I've paid barely any attention to Charlie (or the monarchy generally tbh) over the years, but over the last couple of days I've seen the clip of him having someone move something on a table because it was an inch further over than he wanted it, and seen him whining about a leaking pen, and I cannot help thinking to myself what a great big grumpy whimpering baby he is coming across as.


----------



## PR1Berske (Sep 14, 2022)

UEFA instructed clubs not to sing national anthems at games tonight.

Rangers responded:


----------



## brogdale (Sep 14, 2022)

Probs should be in the Guardian shite thread, but here'll do...

the 'kin what?


----------



## mx wcfc (Sep 14, 2022)

PR1Berske said:


> UEFA instructed clubs not to sing national anthems at games tonight.
> 
> Rangers responded:



I sort of like the "sticking to fingers up at UEFA" bit, but, obvs, fuck Rangers and hopefully they'll get a big juicy fine.


----------



## two sheds (Sep 14, 2022)

Can't see Celtic doing the same


----------



## ElizabethofYork (Sep 15, 2022)

On the telly there was some royal flunky claiming that Charles is a very hard worker.  He is hard at work apparently until midnight most days.  

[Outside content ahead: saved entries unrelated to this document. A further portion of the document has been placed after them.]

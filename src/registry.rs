use std::cell::Cell;
use std::collections::hash_map::Entry;

use tracing::debug;

use crate::error::{Error, Result};
use crate::interp::Resolver;
use crate::model::{Definition, Expr};
use crate::HashMap;

/// Resolution state of a single wire within the current generation.
#[derive(Copy, Clone, Eq, PartialEq, Debug)]
pub enum Mark {
    Unvisited,
    InProgress,
    Resolved(u16),
}

#[derive(Debug)]
pub struct Signal {
    name: String,
    expr: Expr,
    mark: Cell<Mark>,
}

impl Signal {
    fn new(name: String, expr: Expr) -> Self {
        Self {
            name,
            expr,
            mark: Cell::new(Mark::Unvisited),
        }
    }

    pub fn name(&self) -> &str {
        &self.name
    }

    pub fn expr(&self) -> &Expr {
        &self.expr
    }

    pub fn cached(&self) -> Option<u16> {
        match self.mark.get() {
            Mark::Resolved(value) => Some(value),
            _ => None,
        }
    }

    pub(crate) fn mark(&self) -> Mark {
        self.mark.get()
    }

    pub(crate) fn set_mark(&self, mark: Mark) {
        self.mark.set(mark)
    }
}

/// All wires of one circuit, keyed by name.
///
/// Cached values live inside each [`Signal`] so resolution only needs a
/// shared borrow; anything that changes a definition takes `&mut self` and
/// starts a new generation.
#[derive(Default, Debug)]
pub struct Registry {
    signals: HashMap<String, Signal>,
}

impl Registry {
    pub fn new() -> Self {
        Self::default()
    }

    pub fn from_definitions(definitions: impl IntoIterator<Item = Definition>) -> Result<Self> {
        let mut registry = Self::new();
        for Definition { dest, expr } in definitions {
            registry.register(dest, expr)?;
        }
        debug!(wires = registry.len(), "circuit loaded");
        Ok(registry)
    }

    /// Add a wire. An existing wire of the same name is left untouched.
    pub fn register(&mut self, name: impl Into<String>, expr: Expr) -> Result<()> {
        match self.signals.entry(name.into()) {
            Entry::Occupied(slot) => Err(Error::DuplicateWire {
                name: slot.key().clone(),
            }),
            Entry::Vacant(slot) => {
                let signal = Signal::new(slot.key().clone(), expr);
                slot.insert(signal);
                Ok(())
            }
        }
    }

    pub fn lookup(&self, name: &str) -> Option<&Signal> {
        self.signals.get(name)
    }

    /// Swap the definition of an existing wire and drop every cached value,
    /// since anything downstream may have read the old one.
    pub fn replace(&mut self, name: &str, expr: Expr) -> Result<()> {
        let signal = self
            .signals
            .get_mut(name)
            .ok_or_else(|| Error::undefined(name))?;
        debug!(wire = name, old = ?signal.expr, new = ?expr, "replacing definition");
        signal.expr = expr;
        self.invalidate();
        Ok(())
    }

    pub fn invalidate(&mut self) {
        for signal in self.signals.values_mut() {
            *signal.mark.get_mut() = Mark::Unvisited;
        }
    }

    pub fn len(&self) -> usize {
        self.signals.len()
    }

    pub fn is_empty(&self) -> bool {
        self.signals.is_empty()
    }

    /// Wire names in lexical order.
    pub fn names(&self) -> Vec<&str> {
        let mut names: Vec<&str> = self.signals.keys().map(String::as_str).collect();
        names.sort_unstable();
        names
    }

    pub fn resolve(&self, name: &str) -> Result<u16> {
        Resolver::new(self).resolve_wire(name)
    }
}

What "work"?  I'm genuinely interested to know what "work" the royals do.  I know they go about the place opening things and meeting people, but what "work" is he doing all day every day until midnight?


----------



## Lord Camomile (Sep 15, 2022)

two sheds said:


> Can't see Celtic doing the same


Would say that's a safe bet, going on recent form...


----------



## Part 2 (Sep 15, 2022)

ElizabethofYork said:


> On the telly there was some royal flunky claiming that Charles is a very hard worker.  He is hard at work apparently until midnight most days.
> 
> What "work"?  I'm genuinely interested to know what "work" the royals do.  I know they go about the place opening things and meeting people, but what "work" is he doing all day every day until midnight?


I've heard this working til midnight rubbish too. 

Having watched bits of the Netflix show I think he might write a few letters. It's harder to imagine a much simpler task than writing your own name but given how pissed off he got with that despite having loads of people around to help him, I imagine he spends a long time trying to get the lid off the pen if he's left alone.


----------



## brogdale (Sep 15, 2022)




----------



## Artaxerxes (Sep 15, 2022)

Swimming through the money pool is hard work.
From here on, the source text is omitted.